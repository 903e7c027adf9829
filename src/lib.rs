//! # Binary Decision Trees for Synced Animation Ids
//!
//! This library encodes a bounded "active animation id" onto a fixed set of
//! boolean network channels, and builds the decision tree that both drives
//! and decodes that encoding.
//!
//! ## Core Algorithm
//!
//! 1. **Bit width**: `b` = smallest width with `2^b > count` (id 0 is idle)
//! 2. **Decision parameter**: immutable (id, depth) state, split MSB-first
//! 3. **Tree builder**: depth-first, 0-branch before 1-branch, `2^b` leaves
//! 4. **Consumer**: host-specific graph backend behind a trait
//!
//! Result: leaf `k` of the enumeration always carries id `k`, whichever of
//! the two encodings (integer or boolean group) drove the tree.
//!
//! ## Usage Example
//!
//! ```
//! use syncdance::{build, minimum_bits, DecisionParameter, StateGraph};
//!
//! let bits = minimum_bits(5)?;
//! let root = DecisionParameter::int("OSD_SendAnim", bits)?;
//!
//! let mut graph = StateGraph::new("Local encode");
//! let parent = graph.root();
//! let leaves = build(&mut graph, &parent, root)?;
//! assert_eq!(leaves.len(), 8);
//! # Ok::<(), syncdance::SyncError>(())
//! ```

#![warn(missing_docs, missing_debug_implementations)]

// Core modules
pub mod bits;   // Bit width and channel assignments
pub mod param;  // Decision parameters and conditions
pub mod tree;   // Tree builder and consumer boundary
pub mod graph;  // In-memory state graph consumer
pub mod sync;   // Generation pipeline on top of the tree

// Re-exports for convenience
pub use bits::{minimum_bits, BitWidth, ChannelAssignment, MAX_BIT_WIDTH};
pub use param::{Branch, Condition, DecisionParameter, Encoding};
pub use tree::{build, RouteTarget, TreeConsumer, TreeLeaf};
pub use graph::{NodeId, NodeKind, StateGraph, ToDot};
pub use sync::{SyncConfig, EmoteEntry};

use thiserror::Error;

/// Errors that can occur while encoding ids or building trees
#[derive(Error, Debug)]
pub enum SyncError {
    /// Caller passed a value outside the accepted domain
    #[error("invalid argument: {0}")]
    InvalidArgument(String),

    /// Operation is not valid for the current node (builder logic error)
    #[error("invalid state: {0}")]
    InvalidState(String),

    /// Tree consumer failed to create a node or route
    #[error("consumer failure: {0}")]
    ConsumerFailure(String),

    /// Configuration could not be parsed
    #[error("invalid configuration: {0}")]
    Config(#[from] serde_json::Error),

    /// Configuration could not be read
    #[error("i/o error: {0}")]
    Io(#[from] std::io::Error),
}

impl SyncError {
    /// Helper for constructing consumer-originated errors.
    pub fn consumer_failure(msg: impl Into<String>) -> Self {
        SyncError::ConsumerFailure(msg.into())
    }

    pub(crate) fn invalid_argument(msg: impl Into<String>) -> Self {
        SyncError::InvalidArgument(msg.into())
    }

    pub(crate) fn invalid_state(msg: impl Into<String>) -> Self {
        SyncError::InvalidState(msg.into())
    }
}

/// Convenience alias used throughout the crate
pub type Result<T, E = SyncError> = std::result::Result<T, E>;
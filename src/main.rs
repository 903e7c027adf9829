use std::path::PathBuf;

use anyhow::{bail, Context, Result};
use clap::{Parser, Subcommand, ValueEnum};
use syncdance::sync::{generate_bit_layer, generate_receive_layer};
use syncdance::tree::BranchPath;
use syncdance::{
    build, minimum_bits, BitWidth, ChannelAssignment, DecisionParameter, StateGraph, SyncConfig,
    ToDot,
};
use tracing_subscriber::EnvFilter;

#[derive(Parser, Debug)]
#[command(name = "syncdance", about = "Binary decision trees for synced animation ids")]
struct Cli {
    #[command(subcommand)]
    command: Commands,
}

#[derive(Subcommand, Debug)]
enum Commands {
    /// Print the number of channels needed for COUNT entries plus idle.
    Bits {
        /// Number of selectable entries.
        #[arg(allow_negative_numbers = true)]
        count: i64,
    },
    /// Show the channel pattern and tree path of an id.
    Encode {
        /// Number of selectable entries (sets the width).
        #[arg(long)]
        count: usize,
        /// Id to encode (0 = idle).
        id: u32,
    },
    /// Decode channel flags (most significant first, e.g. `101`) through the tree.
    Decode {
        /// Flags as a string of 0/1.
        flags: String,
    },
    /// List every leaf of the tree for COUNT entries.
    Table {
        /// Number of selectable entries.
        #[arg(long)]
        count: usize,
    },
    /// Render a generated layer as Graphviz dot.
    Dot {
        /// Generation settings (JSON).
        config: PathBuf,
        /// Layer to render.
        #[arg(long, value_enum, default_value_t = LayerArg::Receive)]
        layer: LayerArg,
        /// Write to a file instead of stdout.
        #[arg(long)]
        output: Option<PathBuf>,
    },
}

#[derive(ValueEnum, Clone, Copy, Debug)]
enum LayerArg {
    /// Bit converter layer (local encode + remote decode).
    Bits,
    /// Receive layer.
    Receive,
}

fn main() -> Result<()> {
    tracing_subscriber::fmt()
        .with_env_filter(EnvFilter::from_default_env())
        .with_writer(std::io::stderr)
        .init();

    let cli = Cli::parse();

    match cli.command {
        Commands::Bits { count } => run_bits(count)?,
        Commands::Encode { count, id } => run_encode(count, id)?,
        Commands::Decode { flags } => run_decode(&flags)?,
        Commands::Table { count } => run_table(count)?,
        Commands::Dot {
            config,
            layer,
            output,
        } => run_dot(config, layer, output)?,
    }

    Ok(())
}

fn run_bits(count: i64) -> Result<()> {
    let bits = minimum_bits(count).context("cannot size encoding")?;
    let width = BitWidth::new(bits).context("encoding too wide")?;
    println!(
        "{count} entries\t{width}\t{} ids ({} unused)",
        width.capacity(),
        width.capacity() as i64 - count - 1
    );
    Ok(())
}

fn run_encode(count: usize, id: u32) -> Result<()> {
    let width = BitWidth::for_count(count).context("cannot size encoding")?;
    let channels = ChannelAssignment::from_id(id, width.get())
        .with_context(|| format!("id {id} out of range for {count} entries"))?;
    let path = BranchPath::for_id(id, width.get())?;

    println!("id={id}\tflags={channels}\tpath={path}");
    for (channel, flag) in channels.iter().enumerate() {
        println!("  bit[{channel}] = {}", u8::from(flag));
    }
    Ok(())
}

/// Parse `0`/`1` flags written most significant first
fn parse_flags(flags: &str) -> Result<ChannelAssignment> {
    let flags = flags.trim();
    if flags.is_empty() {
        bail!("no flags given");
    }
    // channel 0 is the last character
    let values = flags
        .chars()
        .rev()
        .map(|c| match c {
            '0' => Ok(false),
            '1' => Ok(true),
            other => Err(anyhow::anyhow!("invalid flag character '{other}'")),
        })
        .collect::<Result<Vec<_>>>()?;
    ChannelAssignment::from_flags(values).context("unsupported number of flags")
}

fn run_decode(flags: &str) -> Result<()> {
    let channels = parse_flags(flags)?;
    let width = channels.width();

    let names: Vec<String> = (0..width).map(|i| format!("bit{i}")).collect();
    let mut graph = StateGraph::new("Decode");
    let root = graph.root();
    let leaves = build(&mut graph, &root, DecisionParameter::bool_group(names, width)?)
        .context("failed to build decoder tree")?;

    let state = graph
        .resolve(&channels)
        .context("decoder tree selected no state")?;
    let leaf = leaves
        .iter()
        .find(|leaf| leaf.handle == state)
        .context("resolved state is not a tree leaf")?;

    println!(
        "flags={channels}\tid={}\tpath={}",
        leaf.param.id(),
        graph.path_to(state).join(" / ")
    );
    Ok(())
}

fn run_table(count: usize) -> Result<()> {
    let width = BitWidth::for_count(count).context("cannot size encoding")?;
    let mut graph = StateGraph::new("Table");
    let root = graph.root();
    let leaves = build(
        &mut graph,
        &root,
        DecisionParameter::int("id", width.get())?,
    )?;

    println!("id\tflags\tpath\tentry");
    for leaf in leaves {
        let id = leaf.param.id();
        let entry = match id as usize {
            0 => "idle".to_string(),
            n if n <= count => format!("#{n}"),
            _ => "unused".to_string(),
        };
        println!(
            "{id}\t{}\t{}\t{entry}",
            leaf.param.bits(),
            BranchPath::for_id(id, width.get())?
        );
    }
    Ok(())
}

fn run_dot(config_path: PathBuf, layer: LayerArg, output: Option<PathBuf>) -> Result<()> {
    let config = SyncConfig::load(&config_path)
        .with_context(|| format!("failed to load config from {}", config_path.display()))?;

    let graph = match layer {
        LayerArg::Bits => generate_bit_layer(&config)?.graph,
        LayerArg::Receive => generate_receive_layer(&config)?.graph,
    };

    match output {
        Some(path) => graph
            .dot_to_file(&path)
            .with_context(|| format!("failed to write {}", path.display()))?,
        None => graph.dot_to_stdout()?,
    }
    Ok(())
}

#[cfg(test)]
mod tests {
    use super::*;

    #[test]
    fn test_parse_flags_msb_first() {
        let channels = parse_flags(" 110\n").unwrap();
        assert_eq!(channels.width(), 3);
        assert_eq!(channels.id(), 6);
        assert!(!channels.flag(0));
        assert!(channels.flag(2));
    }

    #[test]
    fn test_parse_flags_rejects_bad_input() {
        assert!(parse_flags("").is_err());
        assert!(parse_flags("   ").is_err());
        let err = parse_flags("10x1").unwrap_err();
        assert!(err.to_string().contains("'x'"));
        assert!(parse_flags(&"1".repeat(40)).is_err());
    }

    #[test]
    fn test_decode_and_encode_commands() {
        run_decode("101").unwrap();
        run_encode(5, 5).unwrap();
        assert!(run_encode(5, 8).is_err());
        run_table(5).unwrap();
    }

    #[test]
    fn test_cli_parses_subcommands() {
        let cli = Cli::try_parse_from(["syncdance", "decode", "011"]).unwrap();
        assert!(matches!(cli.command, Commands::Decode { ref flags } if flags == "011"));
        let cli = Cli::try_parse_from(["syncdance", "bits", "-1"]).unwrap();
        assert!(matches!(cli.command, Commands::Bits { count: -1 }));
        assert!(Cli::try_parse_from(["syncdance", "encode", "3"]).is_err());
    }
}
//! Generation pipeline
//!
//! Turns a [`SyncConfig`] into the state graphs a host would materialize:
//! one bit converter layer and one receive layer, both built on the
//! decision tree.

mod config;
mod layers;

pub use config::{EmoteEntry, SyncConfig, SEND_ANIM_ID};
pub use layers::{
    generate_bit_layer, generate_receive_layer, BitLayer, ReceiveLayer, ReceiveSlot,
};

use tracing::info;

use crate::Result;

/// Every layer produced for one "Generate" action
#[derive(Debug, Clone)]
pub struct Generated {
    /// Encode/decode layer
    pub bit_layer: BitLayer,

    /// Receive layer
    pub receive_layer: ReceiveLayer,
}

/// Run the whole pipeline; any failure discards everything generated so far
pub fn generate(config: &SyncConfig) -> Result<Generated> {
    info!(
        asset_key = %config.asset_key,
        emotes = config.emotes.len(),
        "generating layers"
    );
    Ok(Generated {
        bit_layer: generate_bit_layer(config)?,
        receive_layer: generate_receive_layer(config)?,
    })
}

EXERCISE
Every line in the data that holds the string "DecisionParameter" should be returned.

WRITTEN RESPONSE
//! use syncdance::{build, minimum_bits, DecisionParameter, StateGraph};
//! let root = DecisionParameter::int("OSD_SendAnim", bits)?;
pub use param::{Branch, Condition, DecisionParameter, Encoding};
    build, minimum_bits, BitWidth, ChannelAssignment, DecisionParameter, StateGraph, SyncConfig,
    let leaves = build(&mut graph, &root, DecisionParameter::bool_group(names, width)?)
        DecisionParameter::int("id", width.get())?,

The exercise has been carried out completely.